- Dr. Seuss
I just want to say that I am extremely fortunate to have had the past three weeks that I have. Between having our visitors, spending time in Texas, and then being in NYC and Boston, I have definitely been off to great places!
I will start by sharing my trip to NYC with my younger sister for her Spring break. What an amazingly awesome and intimidating city! I had forgotten how large it was and how many ways there were to get lost.
View of Manhattan from Brooklyn
We did so many things that it will be impossible to blog here without rambling so I will just give you highlights and insights from our trip to the Big Apple.
|Grand Central Station|
|Battery Wharf overlooking Ellis Island|
|Ventured all over NYC with our good friend Alex|
We also met up with our friend Ariel and explored Central Park!
The most touching and memorable experience in NYC was a visit to the 9/11 Memorial located at ground zero where the two towers stood twelve years ago.
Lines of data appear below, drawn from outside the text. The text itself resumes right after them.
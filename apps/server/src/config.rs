//! Server configuration.
//!
//! Supports loading from YAML files with environment variable overrides.

use std::net::IpAddr;
use std::path::{Path, PathBuf};

use anyhow::{Context, Result};
use serde::Deserialize;

/// Server configuration loaded from YAML with environment overrides.
#[derive(Debug, Deserialize)]
#[serde(default)]
pub struct ServerConfig {
    /// Port to bind the HTTP server to.
    /// Override: `ZONECAST_BIND_PORT`
    pub bind_port: u16,

    /// IP address to advertise in hosted image URLs.
    /// This should be the IP that receivers can reach.
    /// If not specified, auto-detection will be attempted.
    /// Override: `ZONECAST_ADVERTISE_IP`
    pub advertise_ip: Option<IpAddr>,

    /// Receiver application id to launch.
    /// Override: `ZONECAST_APP_ID`
    pub app_id: Option<String>,

    /// Custom data channel namespace.
    /// Override: `ZONECAST_NAMESPACE`
    pub namespace: Option<String>,

    /// Informational URL of the hosted receiver page.
    pub receiver_url: Option<String>,

    /// Path of the preferences file (selected zone and receiver).
    /// Override: `ZONECAST_PREFS_PATH`
    pub prefs_path: PathBuf,
}

impl Default for ServerConfig {
    fn default() -> Self {
        Self {
            bind_port: 8080,
            advertise_ip: None,
            app_id: None,
            namespace: None,
            receiver_url: None,
            prefs_path: PathBuf::from("zonecast-prefs.json"),
        }
    }
}

impl ServerConfig {
    /// Loads configuration from a YAML file, then applies environment overrides.
    pub fn load(path: Option<&Path>) -> Result<Self> {
        let mut config = if let Some(path) = path {
            let content = std::fs::read_to_string(path)
                .with_context(|| format!("Failed to read config file: {}", path.display()))?;
            serde_yaml::from_str(&content)
                .with_context(|| format!("Failed to parse config file: {}", path.display()))?
        } else {
            Self::default()
        };

        config.apply_env_overrides();
        Ok(config)
    }

    /// Applies environment variable overrides to the configuration.
    fn apply_env_overrides(&mut self) {
        if let Ok(val) = std::env::var("ZONECAST_BIND_PORT") {
            if let Ok(port) = val.parse() {
                self.bind_port = port;
            }
        }

        if let Ok(val) = std::env::var("ZONECAST_ADVERTISE_IP") {
            if let Ok(ip) = val.parse() {
                self.advertise_ip = Some(ip);
            }
        }

        if let Ok(val) = std::env::var("ZONECAST_APP_ID") {
            if !val.is_empty() {
                self.app_id = Some(val);
            }
        }

        if let Ok(val) = std::env::var("ZONECAST_NAMESPACE") {
            if !val.is_empty() {
                self.namespace = Some(val);
            }
        }

        // ZONECAST_PREFS_PATH is handled by clap via #[arg(env = ...)] in main.rs
    }

    /// Converts to zonecast-core's Config type.
    pub fn to_core_config(&self) -> zonecast_core::Config {
        let mut config = zonecast_core::Config::default();
        config.preferred_port = self.bind_port;
        if let Some(app_id) = &self.app_id {
            config.app_id = app_id.clone();
        }
        if let Some(namespace) = &self.namespace {
            config.namespace = namespace.clone();
        }
        if let Some(receiver_url) = &self.receiver_url {
            config.receiver_url = receiver_url.clone();
        }
        config
    }
}
// Copyright (c) 2025 SOLARE S.R.O.
//
// This file is part of ThermION.
//
// Licensed under the Creative Commons Attribution-NonCommercial-NoDerivatives 4.0 International
// (CC BY-NC-ND 4.0). You may use and share this file for non-commercial purposes only and you may not
// create derivatives. See <https://creativecommons.org/licenses/by-nc-nd/4.0/>.
//
// This software is provided "AS IS", without warranty of any kind.
//
// For commercial licensing, please contact: info@solare.cz

//! Space heating decision
//!
//! Interpolates the setpoint within the comfort band from the price
//! percentile, then lets overrides reshape it in strict priority order:
//! comfort recovery first, then the extreme-weather floor, then the
//! preheat/coast price logic, with plain interpolation as the fallback.

use thermion_types::config::EngineConfig;
use thermion_types::decision::{ComfortRisk, HeatingAction, HeatingDecision};
use thermion_types::pricing::ClassifyOptions;
use thermion_types::telemetry::Occupancy;
use tracing::debug;

use super::DecisionContext;
use crate::pricing::classify_window;

/// Minimum efficiency score at which banking heat still pays off;
/// below this a poor COP eats the price advantage
const PREHEAT_MIN_EFFICIENCY: f32 = 0.2;

/// Propose a heating target for the current cycle
///
/// Pure function over config and context. The returned target is a raw
/// proposal; only the constraint gate certifies a value for dispatch.
pub fn compute_heating_decision(config: &EngineConfig, ctx: &DecisionContext<'_>) -> HeatingDecision {
    let cfg = config.normalized();
    let band = match ctx.occupancy {
        Occupancy::Occupied => cfg.comfort.occupied,
        Occupancy::Away => cfg.comfort.away,
    };

    let options = ClassifyOptions {
        cheap_percentile: cfg.preheat.cheap_percentile,
        ..Default::default()
    };
    let classification = classify_window(
        ctx.prices,
        ctx.current_price_sek_per_kwh,
        ctx.now,
        cfg.preheat.horizon_hours,
        &options,
    );
    let percentile = classification.percentile / 100.0;

    let indoor = ctx.telemetry.indoor_c;
    let outdoor = ctx.weather.outdoor_c;
    let responsiveness = ctx
        .thermal
        .map_or(1.0, |m| m.characteristics().responsiveness_factor);

    // Cheaper price moves the target towards the warm end of the band
    let baseline = band.lower_c + (1.0 - percentile) * band.span();

    let comfort_floor = band.lower_c - cfg.safety.deadband_c / 2.0;
    let efficiency_ok = ctx
        .efficiency_score
        .is_none_or(|score| score >= PREHEAT_MIN_EFFICIENCY);

    let (mut target, branch_reason) = if indoor < comfort_floor {
        // Highest priority: get back into the band regardless of price
        let recovery = (band.upper_c + cfg.safety.recovery_margin_c).min(cfg.limits.max_setpoint_c);
        (
            recovery,
            format!(
                "comfort recovery: indoor {:.1} degC below band floor {:.1} degC",
                indoor, comfort_floor
            ),
        )
    } else if cfg.preheat.enabled
        && classification.percentile <= cfg.preheat.cheap_percentile
        && outdoor < cfg.preheat.outdoor_below_c
        && indoor < band.upper_c
        && efficiency_ok
    {
        // Bank thermal energy while electricity is cheap and it is cold
        // enough outside for the buffer to matter
        let boost = band.upper_c + cfg.preheat.margin_c * responsiveness;
        (
            boost,
            format!(
                "preheat: cheap window (percentile {:.0}) with {:.1} degC outdoors",
                classification.percentile, outdoor
            ),
        )
    } else if classification.percentile >= cfg.coast.expensive_percentile
        && indoor > band.lower_c + cfg.coast.min_buffer_c
    {
        // Ride the stored heat through the expensive hours
        (
            band.lower_c + cfg.coast.margin_c,
            format!(
                "coast: expensive window (percentile {:.0}) with {:.1} degC of buffer",
                classification.percentile,
                indoor - band.lower_c
            ),
        )
    } else {
        let direction = if percentile < 0.5 {
            "cheaper hour favours warmer target"
        } else {
            "pricier hour favours cooler target"
        };
        (
            baseline,
            format!(
                "price interpolation: {} (percentile {:.0})",
                direction, classification.percentile
            ),
        )
    };

    // Safety overrides economy in extreme weather
    let mut reason = branch_reason;
    if outdoor <= cfg.safety.extreme_weather_outdoor_c && target < cfg.safety.extreme_weather_min_c {
        target = cfg.safety.extreme_weather_min_c;
        reason = format!(
            "extreme weather floor {:.1} degC at {:.1} degC outdoors; {}",
            cfg.safety.extreme_weather_min_c, outdoor, reason
        );
    }

    target = target.clamp(cfg.limits.min_setpoint_c, cfg.limits.max_setpoint_c);

    let from_c = ctx.telemetry.current_target_c;
    let delta = target - from_c;
    let comfort_risk = classify_comfort_risk(indoor, band.lower_c, band.upper_c, delta, &cfg);

    debug!(
        "Heating decision: band [{:.1}, {:.1}], percentile {:.0}, target {:.2} (from {:.2}), {}",
        band.lower_c, band.upper_c, classification.percentile, target, from_c, reason
    );

    if delta.abs() < cfg.safety.deadband_c {
        return HeatingDecision {
            action: HeatingAction::NoChange,
            from_c,
            to_c: from_c,
            reason: format!("within deadband ({:.2} < {:.2} degC)", delta.abs(), cfg.safety.deadband_c),
            comfort_risk,
            expected_delta_cost_per_hour_sek: 0.0,
        };
    }

    if let Some(last_change) = ctx.last_change {
        let elapsed_minutes = ctx.now.signed_duration_since(last_change).num_seconds() as f32 / 60.0;
        let min_interval = cfg.safety.min_change_interval_minutes as f32;
        if elapsed_minutes < min_interval {
            let remaining = (min_interval - elapsed_minutes).ceil() as i64;
            return HeatingDecision {
                action: HeatingAction::NoChange,
                from_c,
                to_c: from_c,
                reason: format!("lockout {remaining}m"),
                comfort_risk,
                expected_delta_cost_per_hour_sek: 0.0,
            };
        }
    }

    // One-unit-of-energy-per-hour proxy, not a calibrated energy model
    let cost_heuristic = delta.signum() * ctx.current_price_sek_per_kwh;

    HeatingDecision {
        action: HeatingAction::SetTarget,
        from_c,
        to_c: target,
        reason,
        comfort_risk,
        expected_delta_cost_per_hour_sek: cost_heuristic,
    }
}

/// Comfort exposure of the proposed move
///
/// High when already below the band floor; Low when the move heads away
/// from a band edge the indoor temperature is already close to.
fn classify_comfort_risk(
    indoor: f32,
    lower: f32,
    upper: f32,
    delta: f32,
    cfg: &EngineConfig,
) -> ComfortRisk {
    let deadband = cfg.safety.deadband_c;
    if indoor < lower - deadband / 2.0 {
        ComfortRisk::High
    } else if delta < 0.0 && indoor <= lower + deadband {
        ComfortRisk::Low
    } else if delta > 0.0 && indoor >= upper - deadband {
        ComfortRisk::Low
    } else {
        ComfortRisk::None
    }
}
I remember very vividly where I was when the towers fell on September 11, 2001. I was in my 7th grade English class. People were running down the halls screaming that the twin towers had fallen in New York City. I had no idea of the magnitude of devastation that had just rocked our country. Everything seemed to stop, we sat on our desks and watched the silent TVs with captions as our teacher explained to us what terrorism is.
The 9/11 memorial opened September 2011 just ten years after the attacks. What an amazing tribute to those who were effected by the tragedy, which I highly suggest to anyone visiting NYC. At the very end of our time in the outdoor memorial, Cati and I just happened to pick up a brochure which explained the memorial, where we were introduced to the "Survivor Tree".
The Survivor Tree is an unmarked Callery Pear in the middle of the 9/11 memorial, and is the only tree that is not an Oak in the memorial. The story of this tree is inspiring, and along with the rest of the memorial, was very touching. This tree is called the Survivor Tree because of it's history. It was originally planted in the 1970's on the area that we now know as Ground Zero. This tree was found in the rubble crushed, burnt, and with torn roots. It had been reduced to an eight foot stump that appeared to be lifeless. A nursery in the Bronx took the tree and nursed it back to health over a period of ten years. The tree was then uprooted and damaged during hurricane Irene, but it now standing a strong and firm 30 feet tall.
There was no written explanation for the tree's symbolism, but then again there is none needed. This beautiful tree is a testament to our faith. It is a reminder that our spirit is indestructible and that with time we can rebuild and heal. Our scars tell a story that have the ability to bring us together.